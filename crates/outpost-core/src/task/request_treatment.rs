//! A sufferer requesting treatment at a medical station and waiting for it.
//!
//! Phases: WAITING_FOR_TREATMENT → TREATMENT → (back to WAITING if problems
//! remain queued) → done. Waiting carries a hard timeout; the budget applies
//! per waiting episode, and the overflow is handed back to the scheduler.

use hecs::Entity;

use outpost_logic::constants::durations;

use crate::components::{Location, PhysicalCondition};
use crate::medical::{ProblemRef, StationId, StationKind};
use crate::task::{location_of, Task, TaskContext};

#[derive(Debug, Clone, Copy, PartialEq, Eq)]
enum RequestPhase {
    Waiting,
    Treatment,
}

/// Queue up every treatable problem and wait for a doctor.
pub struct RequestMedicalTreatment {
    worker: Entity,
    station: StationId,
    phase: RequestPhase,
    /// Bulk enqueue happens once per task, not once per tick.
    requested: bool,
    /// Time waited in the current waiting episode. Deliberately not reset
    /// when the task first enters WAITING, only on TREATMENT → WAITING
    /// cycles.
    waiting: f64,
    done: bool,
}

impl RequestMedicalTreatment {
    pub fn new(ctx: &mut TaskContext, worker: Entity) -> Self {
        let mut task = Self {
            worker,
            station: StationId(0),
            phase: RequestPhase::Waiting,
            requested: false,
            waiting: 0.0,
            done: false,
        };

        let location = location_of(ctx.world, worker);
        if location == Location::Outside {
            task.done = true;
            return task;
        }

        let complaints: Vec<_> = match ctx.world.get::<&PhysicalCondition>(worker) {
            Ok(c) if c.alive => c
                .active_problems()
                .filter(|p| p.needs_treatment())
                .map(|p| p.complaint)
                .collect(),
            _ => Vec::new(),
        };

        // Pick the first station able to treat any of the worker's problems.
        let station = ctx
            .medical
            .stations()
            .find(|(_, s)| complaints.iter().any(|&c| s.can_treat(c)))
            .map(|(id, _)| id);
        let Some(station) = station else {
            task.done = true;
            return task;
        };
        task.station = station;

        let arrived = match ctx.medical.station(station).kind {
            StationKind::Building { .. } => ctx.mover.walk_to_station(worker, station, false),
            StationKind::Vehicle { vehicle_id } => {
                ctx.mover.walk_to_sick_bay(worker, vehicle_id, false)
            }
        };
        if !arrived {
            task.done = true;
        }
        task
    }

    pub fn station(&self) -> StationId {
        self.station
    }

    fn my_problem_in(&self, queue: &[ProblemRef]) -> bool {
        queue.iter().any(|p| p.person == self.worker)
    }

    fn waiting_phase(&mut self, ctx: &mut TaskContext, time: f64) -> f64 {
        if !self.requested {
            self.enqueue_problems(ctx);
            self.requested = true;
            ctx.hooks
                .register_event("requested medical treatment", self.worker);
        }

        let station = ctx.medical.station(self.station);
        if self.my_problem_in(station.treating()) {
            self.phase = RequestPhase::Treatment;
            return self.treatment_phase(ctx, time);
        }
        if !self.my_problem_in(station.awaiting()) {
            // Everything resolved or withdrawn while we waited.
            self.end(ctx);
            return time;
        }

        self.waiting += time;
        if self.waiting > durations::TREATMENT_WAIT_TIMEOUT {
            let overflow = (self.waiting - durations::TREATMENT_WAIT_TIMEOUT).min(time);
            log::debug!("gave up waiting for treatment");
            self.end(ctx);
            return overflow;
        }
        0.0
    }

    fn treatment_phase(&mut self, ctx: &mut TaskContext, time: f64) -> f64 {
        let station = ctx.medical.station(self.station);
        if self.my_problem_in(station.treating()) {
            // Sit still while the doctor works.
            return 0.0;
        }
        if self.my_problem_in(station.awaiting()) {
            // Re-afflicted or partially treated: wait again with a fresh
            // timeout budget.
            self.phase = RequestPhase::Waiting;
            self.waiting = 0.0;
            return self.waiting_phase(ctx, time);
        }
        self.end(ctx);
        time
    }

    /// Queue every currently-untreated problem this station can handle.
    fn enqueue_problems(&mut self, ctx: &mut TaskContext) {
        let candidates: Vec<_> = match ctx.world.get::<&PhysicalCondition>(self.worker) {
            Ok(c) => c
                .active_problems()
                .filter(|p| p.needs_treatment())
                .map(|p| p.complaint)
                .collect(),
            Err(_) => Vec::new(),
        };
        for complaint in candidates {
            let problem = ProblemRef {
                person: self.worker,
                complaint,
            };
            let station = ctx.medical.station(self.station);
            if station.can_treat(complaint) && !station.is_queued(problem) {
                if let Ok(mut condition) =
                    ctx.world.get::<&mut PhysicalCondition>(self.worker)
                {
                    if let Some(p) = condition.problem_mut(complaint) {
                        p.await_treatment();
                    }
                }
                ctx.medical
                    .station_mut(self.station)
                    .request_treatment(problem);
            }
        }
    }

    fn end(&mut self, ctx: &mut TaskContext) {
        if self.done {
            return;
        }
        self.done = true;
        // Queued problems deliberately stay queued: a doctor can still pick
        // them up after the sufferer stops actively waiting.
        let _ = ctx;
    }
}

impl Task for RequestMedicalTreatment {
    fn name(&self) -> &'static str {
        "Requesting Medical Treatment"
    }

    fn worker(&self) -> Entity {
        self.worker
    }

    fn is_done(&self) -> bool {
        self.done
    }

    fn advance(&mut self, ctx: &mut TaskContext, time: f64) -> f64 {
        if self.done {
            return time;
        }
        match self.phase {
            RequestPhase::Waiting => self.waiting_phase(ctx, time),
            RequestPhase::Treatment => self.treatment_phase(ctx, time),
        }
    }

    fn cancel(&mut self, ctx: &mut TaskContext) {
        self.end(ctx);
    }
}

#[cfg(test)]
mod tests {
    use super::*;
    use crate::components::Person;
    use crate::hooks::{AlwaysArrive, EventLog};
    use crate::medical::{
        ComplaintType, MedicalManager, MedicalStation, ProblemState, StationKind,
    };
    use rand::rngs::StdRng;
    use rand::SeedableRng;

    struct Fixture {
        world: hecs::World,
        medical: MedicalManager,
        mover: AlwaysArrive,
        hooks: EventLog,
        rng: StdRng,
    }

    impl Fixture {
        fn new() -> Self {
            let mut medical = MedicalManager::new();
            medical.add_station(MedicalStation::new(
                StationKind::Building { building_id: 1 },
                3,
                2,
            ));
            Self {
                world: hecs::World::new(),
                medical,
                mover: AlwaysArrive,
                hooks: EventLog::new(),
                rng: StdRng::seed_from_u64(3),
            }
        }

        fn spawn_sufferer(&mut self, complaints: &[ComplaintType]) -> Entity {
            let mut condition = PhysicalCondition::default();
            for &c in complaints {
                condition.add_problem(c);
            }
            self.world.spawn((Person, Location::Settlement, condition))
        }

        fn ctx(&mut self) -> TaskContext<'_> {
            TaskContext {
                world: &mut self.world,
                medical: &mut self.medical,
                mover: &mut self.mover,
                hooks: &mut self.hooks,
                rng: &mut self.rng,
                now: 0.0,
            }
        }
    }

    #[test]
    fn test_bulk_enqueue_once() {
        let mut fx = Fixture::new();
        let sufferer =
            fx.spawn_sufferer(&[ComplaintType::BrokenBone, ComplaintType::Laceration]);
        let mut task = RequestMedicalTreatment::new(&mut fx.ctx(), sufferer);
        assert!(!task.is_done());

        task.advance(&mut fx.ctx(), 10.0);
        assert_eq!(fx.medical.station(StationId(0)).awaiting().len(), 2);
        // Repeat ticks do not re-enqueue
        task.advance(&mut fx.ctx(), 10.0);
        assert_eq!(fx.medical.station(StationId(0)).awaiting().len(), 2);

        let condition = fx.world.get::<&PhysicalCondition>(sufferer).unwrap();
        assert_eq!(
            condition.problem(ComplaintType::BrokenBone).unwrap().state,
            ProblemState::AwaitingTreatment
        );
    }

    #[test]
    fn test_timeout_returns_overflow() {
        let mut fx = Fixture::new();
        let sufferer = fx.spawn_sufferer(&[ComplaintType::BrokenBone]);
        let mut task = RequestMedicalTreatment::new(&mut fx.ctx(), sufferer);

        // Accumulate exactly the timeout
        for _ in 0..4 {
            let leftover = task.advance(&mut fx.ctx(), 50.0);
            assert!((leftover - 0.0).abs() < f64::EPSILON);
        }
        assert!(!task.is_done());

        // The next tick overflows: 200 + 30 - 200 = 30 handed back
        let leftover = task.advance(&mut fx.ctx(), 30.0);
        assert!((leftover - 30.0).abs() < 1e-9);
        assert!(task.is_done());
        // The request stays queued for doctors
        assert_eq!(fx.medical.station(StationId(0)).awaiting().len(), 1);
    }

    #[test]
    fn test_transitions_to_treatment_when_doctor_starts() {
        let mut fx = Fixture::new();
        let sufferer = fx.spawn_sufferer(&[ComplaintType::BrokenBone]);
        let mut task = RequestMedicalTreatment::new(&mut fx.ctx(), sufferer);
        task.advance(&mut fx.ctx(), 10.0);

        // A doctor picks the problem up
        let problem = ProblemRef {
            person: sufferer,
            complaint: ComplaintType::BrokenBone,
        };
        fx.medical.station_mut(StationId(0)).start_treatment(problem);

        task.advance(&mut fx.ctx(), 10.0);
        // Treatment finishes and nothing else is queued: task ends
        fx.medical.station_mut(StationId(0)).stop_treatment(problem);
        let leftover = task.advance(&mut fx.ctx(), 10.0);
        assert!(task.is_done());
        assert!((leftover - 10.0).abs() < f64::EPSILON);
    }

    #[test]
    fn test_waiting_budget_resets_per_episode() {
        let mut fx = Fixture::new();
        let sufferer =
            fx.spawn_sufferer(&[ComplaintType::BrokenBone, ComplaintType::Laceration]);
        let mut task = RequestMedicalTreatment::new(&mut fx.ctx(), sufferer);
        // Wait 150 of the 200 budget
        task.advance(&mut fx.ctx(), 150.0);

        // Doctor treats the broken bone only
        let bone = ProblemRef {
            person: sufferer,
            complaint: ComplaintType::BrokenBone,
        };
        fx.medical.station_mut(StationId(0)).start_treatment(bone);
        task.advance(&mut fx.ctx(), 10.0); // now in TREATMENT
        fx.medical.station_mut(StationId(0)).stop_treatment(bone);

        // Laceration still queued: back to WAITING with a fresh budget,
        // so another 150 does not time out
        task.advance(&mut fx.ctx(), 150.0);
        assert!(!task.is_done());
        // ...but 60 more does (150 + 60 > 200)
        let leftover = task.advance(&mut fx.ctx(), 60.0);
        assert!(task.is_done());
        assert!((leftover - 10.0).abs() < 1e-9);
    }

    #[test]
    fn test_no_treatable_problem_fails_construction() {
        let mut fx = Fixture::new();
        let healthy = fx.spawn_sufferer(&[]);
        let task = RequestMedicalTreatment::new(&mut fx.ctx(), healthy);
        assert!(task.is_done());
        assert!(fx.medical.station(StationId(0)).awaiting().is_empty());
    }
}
...
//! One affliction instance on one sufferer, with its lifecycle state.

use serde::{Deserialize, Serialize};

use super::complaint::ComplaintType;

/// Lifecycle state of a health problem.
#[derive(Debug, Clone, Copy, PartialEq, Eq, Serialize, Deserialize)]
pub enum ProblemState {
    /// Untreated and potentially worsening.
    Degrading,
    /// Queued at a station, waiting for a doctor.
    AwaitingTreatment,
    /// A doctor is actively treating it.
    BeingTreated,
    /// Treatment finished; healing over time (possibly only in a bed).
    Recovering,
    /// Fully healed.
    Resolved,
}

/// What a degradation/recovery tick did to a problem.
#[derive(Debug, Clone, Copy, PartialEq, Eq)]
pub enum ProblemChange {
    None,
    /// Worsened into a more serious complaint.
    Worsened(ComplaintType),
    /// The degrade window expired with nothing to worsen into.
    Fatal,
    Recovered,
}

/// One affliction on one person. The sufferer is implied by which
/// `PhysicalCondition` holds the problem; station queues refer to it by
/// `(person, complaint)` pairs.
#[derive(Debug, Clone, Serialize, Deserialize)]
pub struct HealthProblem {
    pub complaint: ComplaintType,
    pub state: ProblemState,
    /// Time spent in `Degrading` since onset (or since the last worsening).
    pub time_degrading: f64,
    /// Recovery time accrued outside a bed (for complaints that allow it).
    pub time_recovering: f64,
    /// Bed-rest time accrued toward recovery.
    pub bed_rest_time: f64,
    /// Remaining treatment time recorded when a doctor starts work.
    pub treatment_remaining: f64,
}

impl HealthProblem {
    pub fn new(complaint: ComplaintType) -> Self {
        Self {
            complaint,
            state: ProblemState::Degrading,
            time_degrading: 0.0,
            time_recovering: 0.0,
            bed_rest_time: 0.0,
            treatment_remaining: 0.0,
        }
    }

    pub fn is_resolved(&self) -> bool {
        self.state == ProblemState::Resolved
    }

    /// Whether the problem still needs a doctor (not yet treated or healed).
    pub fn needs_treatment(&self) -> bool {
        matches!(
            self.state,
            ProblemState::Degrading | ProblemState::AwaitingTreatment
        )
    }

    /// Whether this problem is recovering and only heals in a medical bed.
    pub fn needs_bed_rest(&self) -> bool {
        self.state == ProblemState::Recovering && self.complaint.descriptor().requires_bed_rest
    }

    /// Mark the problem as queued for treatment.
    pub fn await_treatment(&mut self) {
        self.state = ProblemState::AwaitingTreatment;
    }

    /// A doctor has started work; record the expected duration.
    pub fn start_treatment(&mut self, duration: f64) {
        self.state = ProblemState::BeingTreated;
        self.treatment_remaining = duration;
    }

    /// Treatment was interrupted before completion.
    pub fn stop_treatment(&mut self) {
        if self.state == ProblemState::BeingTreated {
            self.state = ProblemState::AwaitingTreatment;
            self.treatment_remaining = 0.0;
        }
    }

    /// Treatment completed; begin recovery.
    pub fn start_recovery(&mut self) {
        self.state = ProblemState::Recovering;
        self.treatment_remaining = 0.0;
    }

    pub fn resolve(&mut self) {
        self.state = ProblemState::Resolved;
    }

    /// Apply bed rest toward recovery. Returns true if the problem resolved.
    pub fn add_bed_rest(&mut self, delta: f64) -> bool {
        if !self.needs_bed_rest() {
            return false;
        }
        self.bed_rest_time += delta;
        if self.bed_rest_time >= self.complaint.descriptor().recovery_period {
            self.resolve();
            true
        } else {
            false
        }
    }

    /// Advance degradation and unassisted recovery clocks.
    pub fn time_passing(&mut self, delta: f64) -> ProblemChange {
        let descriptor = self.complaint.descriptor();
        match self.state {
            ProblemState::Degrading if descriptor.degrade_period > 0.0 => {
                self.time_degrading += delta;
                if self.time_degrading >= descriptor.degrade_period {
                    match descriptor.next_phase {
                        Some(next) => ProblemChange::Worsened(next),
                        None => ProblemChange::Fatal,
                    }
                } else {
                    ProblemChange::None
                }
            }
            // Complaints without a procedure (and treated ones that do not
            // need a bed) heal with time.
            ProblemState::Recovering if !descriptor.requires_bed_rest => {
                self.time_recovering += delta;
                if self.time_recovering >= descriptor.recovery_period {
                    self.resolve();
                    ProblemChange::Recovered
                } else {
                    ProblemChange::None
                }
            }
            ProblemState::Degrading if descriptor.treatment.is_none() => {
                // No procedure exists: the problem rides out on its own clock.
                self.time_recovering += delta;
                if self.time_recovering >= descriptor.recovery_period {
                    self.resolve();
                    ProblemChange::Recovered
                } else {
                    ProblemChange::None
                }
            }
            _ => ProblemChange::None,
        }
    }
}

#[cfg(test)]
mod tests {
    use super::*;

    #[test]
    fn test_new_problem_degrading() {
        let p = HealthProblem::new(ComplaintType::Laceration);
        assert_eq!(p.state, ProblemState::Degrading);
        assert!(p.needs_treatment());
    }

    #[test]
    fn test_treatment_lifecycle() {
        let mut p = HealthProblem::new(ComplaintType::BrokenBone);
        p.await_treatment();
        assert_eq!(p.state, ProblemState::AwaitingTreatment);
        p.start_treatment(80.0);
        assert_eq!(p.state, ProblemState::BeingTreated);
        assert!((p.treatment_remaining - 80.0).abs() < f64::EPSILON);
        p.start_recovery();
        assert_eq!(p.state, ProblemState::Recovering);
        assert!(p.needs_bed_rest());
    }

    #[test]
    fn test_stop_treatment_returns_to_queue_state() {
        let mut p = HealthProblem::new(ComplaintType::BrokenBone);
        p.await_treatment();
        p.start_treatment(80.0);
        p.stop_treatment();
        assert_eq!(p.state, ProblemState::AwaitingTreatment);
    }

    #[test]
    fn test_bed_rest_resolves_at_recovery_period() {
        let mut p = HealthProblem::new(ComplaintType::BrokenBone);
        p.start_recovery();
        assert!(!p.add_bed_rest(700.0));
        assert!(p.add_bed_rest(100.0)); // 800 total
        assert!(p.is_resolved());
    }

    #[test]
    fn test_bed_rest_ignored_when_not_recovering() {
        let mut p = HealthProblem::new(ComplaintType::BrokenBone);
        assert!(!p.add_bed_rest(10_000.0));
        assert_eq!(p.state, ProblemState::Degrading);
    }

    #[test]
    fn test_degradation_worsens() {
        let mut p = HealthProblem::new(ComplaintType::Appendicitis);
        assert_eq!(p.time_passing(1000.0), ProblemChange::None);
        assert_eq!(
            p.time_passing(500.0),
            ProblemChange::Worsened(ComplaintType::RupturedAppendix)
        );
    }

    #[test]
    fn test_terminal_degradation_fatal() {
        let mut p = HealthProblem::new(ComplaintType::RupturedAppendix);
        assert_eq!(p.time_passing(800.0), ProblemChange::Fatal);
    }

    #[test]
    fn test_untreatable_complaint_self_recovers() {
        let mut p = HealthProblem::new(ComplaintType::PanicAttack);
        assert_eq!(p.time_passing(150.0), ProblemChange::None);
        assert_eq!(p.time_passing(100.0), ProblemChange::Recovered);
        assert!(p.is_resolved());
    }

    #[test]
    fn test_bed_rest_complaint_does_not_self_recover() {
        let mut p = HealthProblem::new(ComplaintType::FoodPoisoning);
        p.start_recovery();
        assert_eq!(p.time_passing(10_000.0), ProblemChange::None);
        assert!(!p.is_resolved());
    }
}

● EXERCISE BRIEF:
What you return must be an exact retyping of the lines above starting at the line with "filename crates/outpost-core/src/task/request_treatment.rs" and ending at the line with "let arrived = match", and nothing besides.

● ANSWER TO THE PROBLEM:
filename crates/outpost-core/src/task/request_treatment.rs
//! A sufferer requesting treatment at a medical station and waiting for it.
//!
//! Phases: WAITING_FOR_TREATMENT → TREATMENT → (back to WAITING if problems
//! remain queued) → done. Waiting carries a hard timeout; the budget applies
//! per waiting episode, and the overflow is handed back to the scheduler.

use hecs::Entity;

use outpost_logic::constants::durations;

use crate::components::{Location, PhysicalCondition};
use crate::medical::{ProblemRef, StationId, StationKind};
use crate::task::{location_of, Task, TaskContext};

#[derive(Debug, Clone, Copy, PartialEq, Eq)]
enum RequestPhase {
    Waiting,
    Treatment,
}

/// Queue up every treatable problem and wait for a doctor.
pub struct RequestMedicalTreatment {
    worker: Entity,
    station: StationId,
    phase: RequestPhase,
    /// Bulk enqueue happens once per task, not once per tick.
    requested: bool,
    /// Time waited in the current waiting episode. Deliberately not reset
    /// when the task first enters WAITING, only on TREATMENT → WAITING
    /// cycles.
    waiting: f64,
    done: bool,
}

impl RequestMedicalTreatment {
    pub fn new(ctx: &mut TaskContext, worker: Entity) -> Self {
        let mut task = Self {
            worker,
            station: StationId(0),
            phase: RequestPhase::Waiting,
            requested: false,
            waiting: 0.0,
            done: false,
        };

        let location = location_of(ctx.world, worker);
        if location == Location::Outside {
            task.done = true;
            return task;
        }

        let complaints: Vec<_> = match ctx.world.get::<&PhysicalCondition>(worker) {
            Ok(c) if c.alive => c
                .active_problems()
                .filter(|p| p.needs_treatment())
                .map(|p| p.complaint)
                .collect(),
            _ => Vec::new(),
        };

        // Pick the first station able to treat any of the worker's problems.
        let station = ctx
            .medical
            .stations()
            .find(|(_, s)| complaints.iter().any(|&c| s.can_treat(c)))
            .map(|(id, _)| id);
        let Some(station) = station else {
            task.done = true;
            return task;
        };
        task.station = station;

        let arrived = match ctx.medical.station(station).kind {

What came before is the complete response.